# tein basics



## and1gst (Apr 13, 2003)

I am looking for a set of tein basics for my 99 sentra. what site did you all order from? also the online instructions say the coilovers are for off road use only and should not be used on public streets. does this mean i shouldnt use them?


----------



## PatScottAKA99XE (Apr 30, 2002)

I dont think the BD's are out yet, but maybe. That disclamer about off-road use is normal for aftermarket parts. I run my Tein SS coilovers on the street.


----------



## Icej (Oct 25, 2002)

OHHHHH man they are out, I emailed TEIN a couple days ago about them because I want to buy them and this is what they said

In regards to your question. The Basic kit for the B14 is now
available and
good in stock. You can contact anyone of our dealers to purchase.
Here is a
link to our dealer list. http://www.tein.com/dealer/mapusa.html
Thank you for your interest in TEIN High Performance Suspension
Products.


Staff @ TEIN USA INC.


----------



## Neil (Aug 13, 2002)

Yup I contacted a couple places the other day. Unfortunately they have them listed at retail $890 instead of the $750 like all the other cars....


----------



## Icej (Oct 25, 2002)

yea that is how much they are on the tein site for aswell, someone needs to start a group buy that would be great


----------



## sentragtr20 (Jun 8, 2002)

I just ordered mine for $799 plus shipping


----------



## Neil (Aug 13, 2002)

wow nice where at?


----------



## sentragtr20 (Jun 8, 2002)

[email protected]

Contact him about them


----------



## nitestridar (Jun 29, 2002)

damn I got to stop at the shop two blocks away they are a dealer for them...


----------



## sentragtr20 (Jun 8, 2002)

Digital racer can also order them for $799 plus shipping. That is where I originally got my quote. This guy price matched me.


----------



## nitestridar (Jun 29, 2002)

799 is a nice price... 

what else would be needed to complete the suspension or do they include everything


----------



## Icej (Oct 25, 2002)

I am going to get the pillowball mounts for mine so my camber isn't way out of wack. I think they should fit on the basics, they fit on the ss's


----------



## Neil (Aug 13, 2002)

people been tellin me that you can use your stock mounts if you want to save money. The pillowballs are good if you do excessive lowering or want the adjustability for track adjustments.


----------



## Icej (Oct 25, 2002)

From what i read the pillowballs are just like a camber kit, and if I don't my allignment all messed up and to help my tires I should get them.


----------



## Neil (Aug 13, 2002)

How much did you get the pillowballs priced for?

I hope someone will post how they feel wtih them instaled. I'm worried about them being too stiff because they dont have adjustable shocks.


----------



## Icej (Oct 25, 2002)

I haven't gotten a price for it yet, but the stiffness should be in the middle of the ss' so it should feel pretty good


----------



## Neil (Aug 13, 2002)

just got quoted for $800 shipped from a dude sellin them on Groupbuycenter.

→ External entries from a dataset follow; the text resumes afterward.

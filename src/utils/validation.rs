use thiserror::Error;
use url::Url;

use crate::database::models::NewProduct;
use crate::utils::pricing::discount_percent;

/// Minimum number of `|` separated fields accepted by `/tambah`.
pub const REQUIRED_FIELDS: usize = 6;
pub const MAX_NAME_LEN: usize = 200;
pub const MAX_DESCRIPTION_LEN: usize = 1000;

#[derive(Debug, Error, PartialEq, Eq)]
pub enum ProductInputError {
    #[error("Data tidak lengkap! Minimal 6 kolom, ditemukan {found}.")]
    MissingFields { found: usize },
    #[error("Nama produk tidak boleh kosong")]
    EmptyName,
    #[error("Nama produk terlalu panjang (maks 200 karakter)")]
    NameTooLong,
    #[error("Deskripsi terlalu panjang (maks 1000 karakter)")]
    DescriptionTooLong,
    #[error("{field} harus berupa angka bulat positif, bukan '{value}'")]
    InvalidPrice { field: &'static str, value: String },
    #[error("Harga promo tidak boleh lebih besar dari harga asli")]
    PromoAboveOriginal,
    #[error("Link affiliate harus dari Shopee (shopee.co.id)!")]
    InvalidAffiliateLink,
    #[error("URL gambar tidak valid: '{0}'")]
    InvalidImageUrl(String),
    #[error("{field} harus 0 atau 1, bukan '{value}'")]
    InvalidFlag { field: &'static str, value: String },
}

/// Parses the argument of `/tambah`:
/// `name | category | original | promo | link | description [| limited [| flash [| image_url]]]`
pub fn parse_product_input(input: &str) -> Result<NewProduct, ProductInputError> {
    let fields: Vec<&str> = input.split('|').map(str::trim).collect();

    // A blank input still splits into one empty field
    let found = if input.trim().is_empty() { 0 } else { fields.len() };
    if found < REQUIRED_FIELDS {
        return Err(ProductInputError::MissingFields { found });
    }

    let name = fields[0];
    if name.is_empty() {
        return Err(ProductInputError::EmptyName);
    }
    if name.chars().count() > MAX_NAME_LEN {
        return Err(ProductInputError::NameTooLong);
    }

    let category = fields[1];
    let original_price = parse_price("Harga asli", fields[2])?;
    let promo_price = parse_price("Harga promo", fields[3])?;
    if promo_price > original_price {
        return Err(ProductInputError::PromoAboveOriginal);
    }

    let affiliate_url = validate_affiliate_link(fields[4])?;

    let description = fields[5];
    if description.chars().count() > MAX_DESCRIPTION_LEN {
        return Err(ProductInputError::DescriptionTooLong);
    }

    let limited_stock = match fields.get(6) {
        Some(raw) => parse_flag("Stok terbatas", raw)?,
        None => false,
    };
    let flash_sale = match fields.get(7) {
        Some(raw) => parse_flag("Flash sale", raw)?,
        None => false,
    };
    let image_url = match fields.get(8) {
        Some(raw) if !raw.is_empty() => Some(validate_image_url(raw)?),
        _ => None,
    };

    Ok(NewProduct {
        name: name.to_string(),
        category: category.to_string(),
        original_price,
        promo_price,
        discount_percent: discount_percent(original_price, promo_price),
        affiliate_url,
        image_url,
        description: description.to_string(),
        limited_stock,
        flash_sale,
    })
}

/// Accepts plain digits as well as `15.999.000` / `15,999,000`.
pub fn parse_price(field: &'static str, raw: &str) -> Result<i64, ProductInputError> {
    let invalid = || ProductInputError::InvalidPrice {
        field,
        value: raw.to_string(),
    };

    let cleaned: String = raw
        .trim()
        .trim_start_matches("Rp")
        .trim()
        .chars()
        .filter(|c| *c != '.' && *c != ',')
        .collect();

    if cleaned.is_empty() || !cleaned.chars().all(|c| c.is_ascii_digit()) {
        return Err(invalid());
    }

    cleaned.parse::<i64>().map_err(|_| invalid())
}

pub fn parse_flag(field: &'static str, raw: &str) -> Result<bool, ProductInputError> {
    match raw.trim().to_lowercase().as_str() {
        "" | "0" | "false" | "tidak" | "no" => Ok(false),
        "1" | "true" | "ya" | "yes" => Ok(true),
        _ => Err(ProductInputError::InvalidFlag {
            field,
            value: raw.to_string(),
        }),
    }
}

/// Affiliate links must be http(s) URLs on `shopee.co.id` or one of its subdomains.
pub fn validate_affiliate_link(raw: &str) -> Result<String, ProductInputError> {
    let url = Url::parse(raw.trim()).map_err(|_| ProductInputError::InvalidAffiliateLink)?;

    if !matches!(url.scheme(), "http" | "https") {
        return Err(ProductInputError::InvalidAffiliateLink);
    }

    let host = url.host_str().unwrap_or_default().to_lowercase();
    if host == "shopee.co.id" || host.ends_with(".shopee.co.id") {
        Ok(url.to_string())
    } else {
        Err(ProductInputError::InvalidAffiliateLink)
    }
}

pub fn validate_image_url(raw: &str) -> Result<String, ProductInputError> {
    match Url::parse(raw.trim()) {
        Ok(url) if matches!(url.scheme(), "http" | "https") => Ok(url.to_string()),
        _ => Err(ProductInputError::InvalidImageUrl(raw.to_string())),
    }
}

/// Parses a product id argument such as the one given to `/kirim_channel`.
pub fn parse_product_id(raw: &str) -> Option<i64> {
    raw.split_whitespace()
        .next()
        .and_then(|id| id.trim_start_matches('#').parse::<i64>().ok())
        .filter(|id| *id > 0)
}

#[cfg(test)]
mod tests {
    use super::*;

    const FULL: &str = "iPhone 15 Pro | Elektronik | 15999000 | 12999000 | https://shopee.co.id/xxx?af_siteid=123 | Garansi resmi iBox 1 tahun | 1 | 1";

    #[test]
    fn test_parse_full_input() {
        let product = parse_product_input(FULL).unwrap();
        assert_eq!(product.name, "iPhone 15 Pro");
        assert_eq!(product.category, "Elektronik");
        assert_eq!(product.original_price, 15_999_000);
        assert_eq!(product.promo_price, 12_999_000);
        assert_eq!(product.discount_percent, 19);
        assert_eq!(product.description, "Garansi resmi iBox 1 tahun");
        assert!(product.limited_stock);
        assert!(product.flash_sale);
        assert_eq!(product.image_url, None);
    }

    #[test]
    fn test_optional_flags_default_to_false() {
        let input = "Kaos | Fashion Pria | 100000 | 80000 | https://shopee.co.id/kaos | Bahan katun";
        let product = parse_product_input(input).unwrap();
        assert!(!product.limited_stock);
        assert!(!product.flash_sale);
        assert_eq!(product.discount_percent, 20);
    }

    #[test]
    fn test_missing_fields() {
        assert_eq!(
            parse_product_input("Kaos | Fashion | 100000"),
            Err(ProductInputError::MissingFields { found: 3 })
        );
        assert_eq!(
            parse_product_input("   "),
            Err(ProductInputError::MissingFields { found: 0 })
        );
    }

    #[test]
    fn test_promo_above_original_rejected() {
        let input = "Kaos | Fashion | 80000 | 100000 | https://shopee.co.id/kaos | x";
        assert_eq!(parse_product_input(input), Err(ProductInputError::PromoAboveOriginal));
    }

    #[test]
    fn test_non_shopee_link_rejected() {
        let input = "Kaos | Fashion | 100000 | 80000 | https://tokopedia.com/kaos | x";
        assert_eq!(parse_product_input(input), Err(ProductInputError::InvalidAffiliateLink));

        // look-alike host must not pass a substring check
        let input = "Kaos | Fashion | 100000 | 80000 | https://shopee.co.id.evil.com/kaos | x";
        assert_eq!(parse_product_input(input), Err(ProductInputError::InvalidAffiliateLink));
    }

    #[test]
    fn test_shopee_subdomain_accepted() {
        assert!(validate_affiliate_link("https://s.shopee.co.id/AbCdEf").is_ok());
    }

    #[test]
    fn test_image_url_field() {
        let input = "Kaos | Fashion | 100000 | 80000 | https://shopee.co.id/kaos | x | 0 | 0 | https://cf.shopee.co.id/file/abc.jpg";
        let product = parse_product_input(input).unwrap();
        assert_eq!(product.image_url.as_deref(), Some("https://cf.shopee.co.id/file/abc.jpg"));

        let bad = "Kaos | Fashion | 100000 | 80000 | https://shopee.co.id/kaos | x | 0 | 0 | gambar";
        assert!(matches!(
            parse_product_input(bad),
            Err(ProductInputError::InvalidImageUrl(_))
        ));
    }

    #[test]
    fn test_parse_price_formats() {
        assert_eq!(parse_price("Harga asli", "15.999.000"), Ok(15_999_000));
        assert_eq!(parse_price("Harga asli", "15,999,000"), Ok(15_999_000));
        assert_eq!(parse_price("Harga asli", "Rp 50.000"), Ok(50_000));
        assert!(parse_price("Harga asli", "-5").is_err());
        assert!(parse_price("Harga asli", "abc").is_err());
        assert!(parse_price("Harga asli", "").is_err());
    }

    #[test]
    fn test_parse_flag_values() {
        assert_eq!(parse_flag("Flash sale", "1"), Ok(true));
        assert_eq!(parse_flag("Flash sale", "ya"), Ok(true));
        assert_eq!(parse_flag("Flash sale", "0"), Ok(false));
        assert!(parse_flag("Flash sale", "2").is_err());
    }

    #[test]
    fn test_parse_product_id() {
        assert_eq!(parse_product_id("12"), Some(12));
        assert_eq!(parse_product_id(" #7 extra"), Some(7));
        assert_eq!(parse_product_id("0"), None);
        assert_eq!(parse_product_id("abc"), None);
        assert_eq!(parse_product_id(""), None);
    }
}
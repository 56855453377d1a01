use teloxide::prelude::*;

use crate::bot::commands::promo::{self, Screen};
use crate::bot::commands::start::remember_user;
use crate::bot::commands::Sender;
use crate::bot::keyboards::{self, CallbackAction};
use crate::bot::{edit_markdown, reply_markdown, templates, BotContext};
use crate::database::models::User;
use crate::services::subscription::is_channel_member;
use crate::utils::logging::log_database_error;

/// What to do with the message that carried the pressed button.
struct CallbackReply {
    toast: Option<&'static str>,
    screen: Option<Screen>,
}

impl CallbackReply {
    fn screen(screen: Screen) -> Self {
        Self { toast: None, screen: Some(screen) }
    }

    fn toast(text: &'static str) -> Self {
        Self { toast: Some(text), screen: None }
    }

    fn with_toast(mut self, text: &'static str) -> Self {
        self.toast = Some(text);
        self
    }
}

pub async fn callback_handler(bot: Bot, q: CallbackQuery, ctx: BotContext) -> ResponseResult<()> {
    let sender = Sender::from_user(&q.from);
    let data = q.data.clone().unwrap_or_default();

    tracing::info!(
        "Callback received: '{}' from user {} ({})",
        data,
        sender.display_name(),
        sender.id()
    );

    let reply = match CallbackAction::parse(&data) {
        Some(action) => handle_action(&bot, action, &sender, &ctx).await,
        None => {
            tracing::warn!("Unknown callback data '{}'", data);
            CallbackReply::toast("Tombol ini sudah tidak berlaku")
        }
    };

    let mut answer = bot.answer_callback_query(q.id.clone());
    if let Some(text) = reply.toast {
        answer = answer.text(text);
    }
    answer.await?;

    if let Some((text, keyboard)) = reply.screen {
        match q.message.as_ref() {
            Some(message) => edit_markdown(&bot, message.chat.id, message.id, text, keyboard).await?,
            None => {
                reply_markdown(&bot, ChatId(sender.id()), text, keyboard).await?;
            }
        }
    }

    Ok(())
}

async fn handle_action(bot: &Bot, action: CallbackAction, sender: &Sender, ctx: &BotContext) -> CallbackReply {
    let channel_link = ctx.config.channel_link();

    match action {
        CallbackAction::CheckSubscribe => {
            let member = is_channel_member(bot, ctx.config.channel_recipient(), sender.user_id).await;
            remember_user(ctx, sender, Some(member)).await;

            if member {
                CallbackReply::screen((
                    templates::welcome_message(&sender.first_name, ctx.branding()),
                    Some(keyboards::main_menu_keyboard(&channel_link)),
                ))
                .with_toast("✅ Terima kasih sudah subscribe!")
            } else {
                CallbackReply::screen((
                    templates::not_subscribed_yet(ctx.branding()),
                    Some(keyboards::subscribe_keyboard(&channel_link)),
                ))
                .with_toast("❌ Kamu belum subscribe channel")
            }
        }
        CallbackAction::MainMenu => CallbackReply::screen((
            templates::main_menu(ctx.branding()),
            Some(keyboards::main_menu_keyboard(&channel_link)),
        )),
        CallbackAction::EnableNotifications => {
            remember_user(ctx, sender, None).await;
            match User::set_notifications(&ctx.db.pool, sender.id(), true).await {
                Ok(_) => CallbackReply::screen((
                    templates::notifications_enabled(ctx.branding()),
                    Some(keyboards::notifications_keyboard(&channel_link)),
                ))
                .with_toast("🔔 Notifikasi aktif"),
                Err(e) => {
                    log_database_error("set_notifications", "users", &e.to_string());
                    CallbackReply::toast("❌ Gagal mengaktifkan notifikasi")
                }
            }
        }
        gated => {
            let member = is_channel_member(bot, ctx.config.channel_recipient(), sender.user_id).await;
            remember_user(ctx, sender, Some(member)).await;
            if !member {
                return CallbackReply::screen((
                    templates::access_restricted(ctx.branding()),
                    Some(keyboards::subscribe_keyboard(&channel_link)),
                ))
                .with_toast("🔒 Subscribe channel dulu ya");
            }
            gated_screen(gated, sender, ctx).await
        }
    }
}

async fn gated_screen(action: CallbackAction, sender: &Sender, ctx: &BotContext) -> CallbackReply {
    let screen = match action {
        CallbackAction::PromoToday => promo::promo_screen(ctx).await,
        CallbackAction::FlashSale => promo::flash_sale_screen(ctx).await,
        CallbackAction::PickCategory => Ok(promo::category_picker_screen()),
        CallbackAction::Category(slug) => promo::category_screen(ctx, sender.id(), &slug).await,
        CallbackAction::CheckSubscribe | CallbackAction::MainMenu | CallbackAction::EnableNotifications => {
            return CallbackReply::toast("Tombol ini sudah tidak berlaku");
        }
    };

    match screen {
        Ok(screen) => CallbackReply::screen(screen),
        Err(e) => {
            log_database_error("callback", "products", &e.to_string());
            CallbackReply::toast("❌ Gagal memuat promo, coba lagi")
        }
    }
}
use tokio_cron_scheduler::{Job, JobScheduler};

use crate::services::broadcast::Broadcaster;
use crate::utils::logging::log_system_event;

/// Six-field cron expression (seconds first) firing once a day at
/// `local_hour` in a timezone `utc_offset_hours` east of UTC.
pub fn daily_cron(local_hour: u32, utc_offset_hours: i32) -> String {
    let utc_hour = (local_hour as i32 - utc_offset_hours).rem_euclid(24);
    format!("0 0 {utc_hour} * * *")
}

#[derive(Debug, Clone, Copy, PartialEq, Eq)]
pub enum Digest {
    Morning,
    Evening,
}

impl Digest {
    fn label(self) -> &'static str {
        match self {
            Digest::Morning => "morning digest",
            Digest::Evening => "evening digest",
        }
    }
}

/// Fires the morning and evening digests every day.
pub struct DailyBroadcastService {
    broadcaster: Broadcaster,
    scheduler: JobScheduler,
    morning_cron: String,
    evening_cron: String,
}

impl DailyBroadcastService {
    pub async fn new(
        broadcaster: Broadcaster,
        morning_hour: u32,
        evening_hour: u32,
        utc_offset_hours: i32,
    ) -> Result<Self, Box<dyn std::error::Error + Send + Sync>> {
        let scheduler = JobScheduler::new().await?;

        Ok(Self {
            broadcaster,
            scheduler,
            morning_cron: daily_cron(morning_hour, utc_offset_hours),
            evening_cron: daily_cron(evening_hour, utc_offset_hours),
        })
    }

    pub async fn start(&mut self) -> Result<(), Box<dyn std::error::Error + Send + Sync>> {
        for (digest, cron) in [
            (Digest::Morning, self.morning_cron.clone()),
            (Digest::Evening, self.evening_cron.clone()),
        ] {
            let broadcaster = self.broadcaster.clone();

            let job = Job::new_async(cron.as_str(), move |_uuid, _l| {
                let broadcaster = broadcaster.clone();
                Box::pin(async move {
                    run_digest(&broadcaster, digest).await;
                })
            })?;

            self.scheduler.add(job).await?;
            tracing::info!("Scheduled {} with cron '{}' (UTC)", digest.label(), cron);
        }

        self.scheduler.start().await?;
        log_system_event("Daily broadcast service started", None);
        Ok(())
    }

    pub async fn stop(&mut self) -> Result<(), Box<dyn std::error::Error + Send + Sync>> {
        self.scheduler.shutdown().await?;
        log_system_event("Daily broadcast service stopped", None);
        Ok(())
    }
}

async fn run_digest(broadcaster: &Broadcaster, digest: Digest) {
    let result = match digest {
        Digest::Morning => broadcaster.run_morning_digest().await,
        Digest::Evening => broadcaster.run_evening_digest().await,
    };

    match result {
        Ok(report) => {
            tracing::info!(
                "{} done: {} products, channel posted: {}, {} delivered, {} failed",
                digest.label(),
                report.products,
                report.channel_posted,
                report.users.delivered,
                report.users.failed
            );
        }
        Err(e) => tracing::error!("Failed to run {}: {}", digest.label(), e),
    }
}

#[cfg(test)]
mod tests {
    use super::*;
    use crate::bot::templates::Branding;
    use crate::config::Config;
    use crate::database::connection::DatabaseManager;
    use teloxide::Bot;
    use tempfile::TempDir;

    #[test]
    fn test_daily_cron_converts_wib_to_utc() {
        assert_eq!(daily_cron(8, 7), "0 0 1 * * *");
        assert_eq!(daily_cron(20, 7), "0 0 13 * * *");
    }

    #[test]
    fn test_daily_cron_wraps_around_midnight() {
        assert_eq!(daily_cron(3, 7), "0 0 20 * * *");
        assert_eq!(daily_cron(22, -5), "0 0 3 * * *");
        assert_eq!(daily_cron(0, 0), "0 0 0 * * *");
    }

    #[tokio::test]
    async fn test_service_crons_follow_config() {
        let temp_dir = TempDir::new().expect("Failed to create temp directory");
        let db_url = format!("sqlite://{}", temp_dir.path().join("test.db").display());
        let db = DatabaseManager::new(&db_url).await.expect("Failed to create test database");
        db.run_migrations().await.expect("Failed to run migrations");

        let config = Config {
            telegram_bot_token: "123:test".to_string(),
            admin_id: None,
            channel_id: "@promoshopee".to_string(),
            channel_username: "@promoshopee".to_string(),
            database_url: db_url,
            http_port: 0,
            utc_offset_hours: 7,
            morning_hour: 9,
            evening_hour: 21,
            broadcast_delay_ms: 0,
        };
        let branding = Branding::from_config(&config, None);
        let broadcaster = Broadcaster::new(Bot::new("123:test"), db, &config, branding);

        let service = DailyBroadcastService::new(
            broadcaster,
            config.morning_hour,
            config.evening_hour,
            config.utc_offset_hours,
        )
        .await
        .expect("Failed to create service");
        assert_eq!(service.morning_cron, "0 0 2 * * *");
        assert_eq!(service.evening_cron, "0 0 14 * * *");
    }
}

Also sellin pillows for $160 shipped.


----------



## Icej (Oct 25, 2002)

what is the site that is a damn good price.


----------



## Neil (Aug 13, 2002)

its http://www.groupbuycenter.com/buy.aspx?id=10009

If the link doesnt go directly check under suspension on the left side column. Don't know how reputable the dude is personally but 14 ppl are in on the group buy so far and he has good reviews.


----------



## CHI-B14SENTRA (May 1, 2002)

*i want to know more*



selrider99 said:


> *799 is a nice price...
> 
> what else would be needed to complete the suspension or do they include everything *




WOULD ALL YOU NEED IS JUST THE BD'S OR OTHER ITEMS AS WELL??? SORRY DON'T KNOW JACK ABOUT SUSPENSION


----------



## Icej (Oct 25, 2002)

All you need are the bd's they are a coilover+damper so you don't need to buy anything else. I don't know if I want to join that, it seems kind of shady. I would rather deal directly with the company that having to go through a site.


----------



## CHI-B14SENTRA (May 1, 2002)

wasn't turboevolution had a GB on here for HS intake or something or another???? or was it turbo...something else???


----------



## Icej (Oct 25, 2002)

yea TurboEvo had a gb here for the ss coilovers I wish he would do it again on here for the bd


----------



## CHI-B14SENTRA (May 1, 2002)

I PMed him so lets see when and what he replies back with?!?


----------



## PatScottAKA99XE (Apr 30, 2002)

You guys should get the front pillowball mounts if you plan on dropping you car more than the -2.1" min drop the kit has. Once you drop a B14 lower than about 2" its really hard to get the camber in spec without them. I have had my SS dampers set the same as the BD kit and the ride is stiffer than stock, but still really good, FYI.


----------



## Icej (Oct 25, 2002)

Yea pat I was looking at that there are the pillowball upper mounts and pillowball rods which one do I get, the mounts?
I emailed Turbo about doing another tein gb here he shoudl respond soon.


----------



## PatScottAKA99XE (Apr 30, 2002)

The pillowball mounts, the ones listed for the JN15 Pulsar VZ-R. There are no pillowball rods for B14s.


----------



## Icej (Oct 25, 2002)

TurboEvo said:


> *Guys, I will post the basic damper GB tomorrow. The B15 basic damper has not released yet. I will double check on number of set available for the B14 on Monday. Thanks!! *


Yes! who's in!


----------



## Neil (Aug 13, 2002)

I def want them and have the money just gotta make sure this is what I want to do and make sure I can find someone to install them.


----------



## sentragtr20 (Jun 8, 2002)

I am in I am in!! I have the money for a month but when I call these companies I get no answer. They reply to their emails but not a phone call


----------



## sentragtr20 (Jun 8, 2002)

The install on these are simple. Sense you are replaceing the whole strut and shock. All you need to do is loosen the top,jack the car up and loosen the bottem. then slide the whole assembly out. Install is opposite but it is easier to hook up the top first ,lower the jack a little and hook up the bottem. After finished with the install and height is set. Get the camber /caster adjusted


----------



## Dynamitega (Feb 24, 2003)

Icej said:


> *Yes! who's in! *


Hehe, whenever he gets it started, I'm in...


----------



## Icej (Oct 25, 2002)

GB for these going on in the group buys section, link is in the sig.


----------